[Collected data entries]
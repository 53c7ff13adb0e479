pub fn set_panic_hook() {
    // When the `console_error_panic_hook` feature is enabled, we can call the
    // `set_panic_hook` function at least once during initialization, and then
    // we will get better error messages if our code ever panics.
    //
    // For more details see
    // https://github.com/rustwasm/console_error_panic_hook#readme
    #[cfg(feature = "console_error_panic_hook")]
    console_error_panic_hook::set_once();
}

// console.log with format! arguments
macro_rules! console_log {
    ($($t:tt)*) => (web_sys::console::log_1(&format!($($t)*).into()))
}
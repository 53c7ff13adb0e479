#[macro_use]
mod utils;
pub mod color;
pub mod config;
pub mod draw;
pub mod explosion;
pub mod particle;
pub mod simulation;

use color::{Color, DEFAULT_PALETTE};
use simulation::Simulation;
use wasm_bindgen::prelude::*;
use web_sys::{console, CanvasRenderingContext2d};

// Use `wee_alloc` as the global allocator when the feature is on
#[cfg(feature = "wee_alloc")]
#[global_allocator]
static ALLOC: wee_alloc::WeeAlloc = wee_alloc::WeeAlloc::INIT;

#[wasm_bindgen]
pub fn initialize() {
    utils::set_panic_hook();
}

pub struct Timer<'a> {
    name: &'a str,
}

impl<'a> Timer<'a> {
    pub fn new(name: &'a str) -> Timer<'a> {
        console::time_with_label(name);
        Timer { name }
    }
}

impl<'a> Drop for Timer<'a> {
    fn drop(&mut self) {
        console::time_end_with_label(self.name);
    }
}

// Colors coming from JS are either hex strings or RRGGBBAA numbers
fn color_from_js(value: &JsValue) -> Result<Color, JsValue> {
    if let Some(hex) = value.as_string() {
        return Color::from_hex(&hex)
            .ok_or_else(|| JsValue::from_str(&format!("invalid color '{}'", hex)));
    }
    match value.as_f64() {
        Some(num) if num >= 0.0 && num <= u32::MAX as f64 && num.fract() == 0.0 => {
            Ok(Color::from_u32(num as u32))
        }
        _ => Err(JsValue::from_str(&format!("invalid color {:?}", value))),
    }
}

fn check_radius(max_radius: f64) -> Result<(), JsValue> {
    if max_radius.is_finite() && max_radius > 0.0 {
        Ok(())
    } else {
        Err(JsValue::from_str(&format!(
            "max_radius must be finite and > 0, got {}",
            max_radius
        )))
    }
}

/// Explosions drawn onto a canvas 2d context. The page owns the canvas,
/// forwards pointer events to `spawn` and calls `tick` 60 times a second.
#[wasm_bindgen]
pub struct ExplosionCanvas {
    sim: Simulation<CanvasRenderingContext2d>,
    profiling: bool,
}

#[wasm_bindgen]
impl ExplosionCanvas {
    pub fn new(context: CanvasRenderingContext2d) -> ExplosionCanvas {
        ExplosionCanvas {
            sim: Simulation::new(context),
            profiling: false,
        }
    }

    pub fn spawn(
        &mut self,
        x: f64,
        y: f64,
        colors: js_sys::Array,
        max_radius: f64,
    ) -> Result<(), JsValue> {
        check_radius(max_radius)?;
        let colors = colors
            .iter()
            .map(|value| color_from_js(&value))
            .collect::<Result<Vec<Color>, JsValue>>()?;
        self.spawn_colors(x, y, &colors, max_radius);
        Ok(())
    }

    pub fn spawn_default(&mut self, x: f64, y: f64, max_radius: f64) -> Result<(), JsValue> {
        check_radius(max_radius)?;
        self.spawn_colors(x, y, &DEFAULT_PALETTE, max_radius);
        Ok(())
    }

    pub fn tick(&mut self) -> Result<(), JsValue> {
        let _timer = if self.profiling {
            Some(Timer::new("ExplosionCanvas::tick"))
        } else {
            None
        };
        let stats = self.sim.tick()?;
        if self.profiling && stats.evicted > 0 {
            console_log!(
                "evicted {} explosion(s), {} left with {} particles",
                stats.evicted,
                stats.explosions,
                stats.particles
            );
        }
        Ok(())
    }

    pub fn set_clear_each_frame(&mut self, clear: bool) {
        self.sim.clear_each_frame = clear;
    }

    pub fn set_profiling(&mut self, profiling: bool) {
        self.profiling = profiling;
    }

    pub fn explosion_count(&self) -> u32 {
        self.sim.explosion_count() as u32
    }

    pub fn particle_count(&self) -> u32 {
        self.sim.particle_count() as u32
    }
}

impl ExplosionCanvas {
    fn spawn_colors(&mut self, x: f64, y: f64, colors: &[Color], max_radius: f64) {
        let mut rng = rand::thread_rng();
        self.sim.spawn([x, y], colors, max_radius, &mut rng);
        if self.profiling {
            console_log!(
                "spawned explosion at ({}, {}) with {} colors",
                x,
                y,
                colors.len()
            );
        }
    }
}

• [Task to carry out]
Set down again, word for word, the stretch of records from the line with "pub fn tick(&mut" to the line with "let stats = self.sim.tick()?;", both of those lines included.

• [Finished exercise]
    pub fn tick(&mut self) -> Result<(), JsValue> {
        let _timer = if self.profiling {
            Some(Timer::new("ExplosionCanvas::tick"))
        } else {
            None
        };
        let stats = self.sim.tick()?;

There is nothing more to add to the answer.